# external flash?



## katt (Feb 25, 2010)

so i was going to look into getting another lens as my next purchase for my new camera.

but i am thinking instead about getting an external flash. so i was looking around amazon.

but i am totally lost.

what kind do i get?

this one is much more in my price range, but should i just save up for a while longer and get a different/more expensive one?
http://www.amazon.com/dp/B000KKPN5C/?tag=skimlinks_replacement-20


----------



## MikeScone (Feb 25, 2010)

*katt wrote: *


> but i am thinking instead about getting an external flash. so i was looking around amazon.


The answer really depends on what kind of photography you do, and, perhaps more important, what pictures are you missing because you don't have the right equipment? 

For me, that's always meant lenses - either wider (landscapes, kids and rabbits), or longer (wildlife and airplanes), or lower light (indoor - kids and Scone, again) or closer focusing (flowers, mushrooms etc). 
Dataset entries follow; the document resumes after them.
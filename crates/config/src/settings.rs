// Application settings
// Loaded from ~/.config/rekap/settings.json (or $REKAP_CONFIG)

use serde::{Deserialize, Serialize};
use std::fs;
use std::path::{Path, PathBuf};

use rekap_core::{MergePolicy, ValidationMode};

/// Environment variable that overrides the settings file location
pub const CONFIG_ENV: &str = "REKAP_CONFIG";

/// Store file used when neither settings nor flags name one.
pub const DEFAULT_STORE_FILE: &str = "data_akademik.csv";

/// Placeholder words a model copies from the field descriptions instead of
/// extracting a real id.
pub const DEFAULT_PLACEHOLDER_TOKENS: &[&str] = &["string", "number", "nomor"];

/// AI provider selection
#[derive(Debug, Clone, Copy, PartialEq, Eq, Default, Serialize, Deserialize)]
#[serde(rename_all = "lowercase")]
pub enum AIProvider {
    /// Extraction disabled
    None,
    /// Local model via Ollama (default)
    #[default]
    Local,
    /// OpenAI API
    #[serde(rename = "openai")]
    OpenAI,
}

impl AIProvider {
    /// Returns true if extraction is enabled
    pub fn is_enabled(&self) -> bool {
        !matches!(self, AIProvider::None)
    }

    pub fn needs_api_key(&self) -> bool {
        matches!(self, AIProvider::OpenAI)
    }

    pub fn name(&self) -> &'static str {
        match self {
            AIProvider::None => "none",
            AIProvider::Local => "local",
            AIProvider::OpenAI => "openai",
        }
    }

    pub fn from_name(name: &str) -> Option<Self> {
        match name.trim().to_lowercase().as_str() {
            "none" => Some(AIProvider::None),
            "local" | "ollama" => Some(AIProvider::Local),
            "openai" => Some(AIProvider::OpenAI),
            _ => None,
        }
    }

    /// Returns the default model for this provider
    pub fn default_model(&self) -> &'static str {
        match self {
            AIProvider::None => "",
            AIProvider::Local => "llama3.2",
            AIProvider::OpenAI => "gpt-4o-mini",
        }
    }

    pub fn default_endpoint(&self) -> &'static str {
        match self {
            AIProvider::None => "",
            AIProvider::Local => "http://localhost:11434",
            AIProvider::OpenAI => "https://api.openai.com",
        }
    }
}

/// AI-specific settings
#[derive(Debug, Clone, Serialize, Deserialize)]
#[serde(default)]
pub struct AISettings {
    /// Selected AI provider
    pub provider: AIProvider,

    /// Model identifier (provider-specific)
    pub model: String,

    /// Custom endpoint (Ollama URL, or an OpenAI-compatible base URL)
    pub endpoint: Option<String>,

    /// Upper bound for one extraction call, in seconds
    pub timeout_secs: u64,
}

impl Default for AISettings {
    fn default() -> Self {
        Self {
            provider: AIProvider::Local,
            model: String::new(), // Empty = use provider default
            endpoint: None,
            timeout_secs: 120,
        }
    }
}

impl AISettings {
    /// Get the effective model (user-specified or provider default)
    pub fn effective_model(&self) -> &str {
        if self.model.is_empty() {
            self.provider.default_model()
        } else {
            &self.model
        }
    }

    /// Get the effective endpoint (user-specified or provider default)
    pub fn effective_endpoint(&self) -> &str {
        match self.endpoint.as_deref() {
            Some(endpoint) if !endpoint.trim().is_empty() => endpoint.trim_end_matches('/'),
            _ => self.provider.default_endpoint(),
        }
    }
}

#[derive(Debug, Clone, Serialize, Deserialize)]
#[serde(default)]
pub struct Settings {
    // Store
    #[serde(rename = "store.path")]
    pub store_path: Option<String>,

    // Extraction
    #[serde(rename = "extract.validation")]
    pub validation: ValidationMode,

    #[serde(rename = "extract.placeholderTokens")]
    pub placeholder_tokens: Vec<String>,

    // Merge
    #[serde(rename = "merge.policy")]
    pub merge_policy: MergePolicy,

    // AI
    #[serde(rename = "ai", default)]
    pub ai: AISettings,
}

impl Default for Settings {
    fn default() -> Self {
        Self {
            store_path: None,
            validation: ValidationMode::Strict,
            placeholder_tokens: DEFAULT_PLACEHOLDER_TOKENS.iter().map(|s| s.to_string()).collect(),
            merge_policy: MergePolicy::FieldWise,
            ai: AISettings::default(),
        }
    }
}

impl Settings {
    /// Get the settings file path
    pub fn config_path() -> PathBuf {
        if let Ok(path) = std::env::var(CONFIG_ENV) {
            if !path.is_empty() {
                return PathBuf::from(path);
            }
        }
        let config_dir = dirs::config_dir()
            .unwrap_or_else(|| PathBuf::from("."))
            .join("rekap");
        config_dir.join("settings.json")
    }

    /// Load settings from disk, falling back to defaults
    pub fn load() -> Self {
        Self::load_from(&Self::config_path())
    }

    pub fn load_from(path: &Path) -> Self {
        if !path.exists() {
            let settings = Self::default();
            settings.create_default_file(path);
            return settings;
        }

        match fs::read_to_string(path) {
            Ok(contents) => match Self::parse(&contents) {
                Ok(settings) => settings,
                Err(e) => {
                    log::warn!("error parsing {}: {}; using default settings", path.display(), e);
                    Self::default()
                }
            },
            Err(e) => {
                log::warn!("error reading {}: {}", path.display(), e);
                Self::default()
            }
        }
    }

    /// Parse settings JSON. Lines starting with // are comments.
    pub fn parse(contents: &str) -> Result<Self, String> {
        let cleaned: String = contents
            .lines()
            .filter(|line| !line.trim().starts_with("//"))
            .collect::<Vec<_>>()
            .join("\n");

        serde_json::from_str(&cleaned).map_err(|e| e.to_string())
    }

    /// Store file path: settings value or the working-directory default.
    pub fn effective_store_path(&self) -> PathBuf {
        match self.store_path.as_deref() {
            Some(path) if !path.trim().is_empty() => PathBuf::from(path),
            _ => PathBuf::from(DEFAULT_STORE_FILE),
        }
    }

    /// Create default settings file with comments
    fn create_default_file(&self, path: &Path) {
        if let Some(parent) = path.parent() {
            if let Err(e) = fs::create_dir_all(parent) {
                log::warn!("error creating config directory: {}", e);
                return;
            }
        }

        let default_config = r#"{
    // Store file (relative paths resolve against the working directory)
    "store.path": null,

    // Extraction: "strict" keeps records with a valid id,
    // "lenient" also keeps records that only carry a name
    "extract.validation": "strict",
    "extract.placeholderTokens": ["string", "number", "nomor"],

    // Merge: "field_wise" keeps stored values the update does not supply,
    // "replace" overwrites the whole row
    "merge.policy": "field_wise",

    // AI provider options: "none", "local" (Ollama), "openai"
    // API keys are stored in system keychain or REKAP_OPENAI_KEY, not in this file
    "ai": {
        "provider": "local",
        "model": "",
        "endpoint": null,
        "timeout_secs": 120
    }
}
"#;

        if let Err(e) = fs::write(path, default_config) {
            log::warn!("error writing default {}: {}", path.display(), e);
        }
    }
}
I've never felt a need for an external flash on a DLSR that had internal flash. The Fuji S2/S3 and Nikon D300 are all so good at metering flash that I can't say I've wanted more (disclaimer - I don't like flash much and avoid using it, so that would affect my feelings on this). 

An external flash would lessen redeye to some extent, because it moves the flash further from the axis of the lens - have you had redeye problems you couldn't correct in post-processing? You can also tilt it to get bounce flash, which lessens harsh shadows - that's a plus. It might be brighter than the internal flash, allowing you to get further away from the subject - has that been a problem (the one you've listed doesn't look much larger than an internal flash)? 

The downside is it's one more thing to remember and charge batteries for, and it makes the camera that much heavier and more awkward.


----------



## Little Bay Poo (Feb 25, 2010)

*MikeScone wrote: *


> The downside is it's one more thing to remember and charge batteries for, and it makes the camera that much heavier and more awkward.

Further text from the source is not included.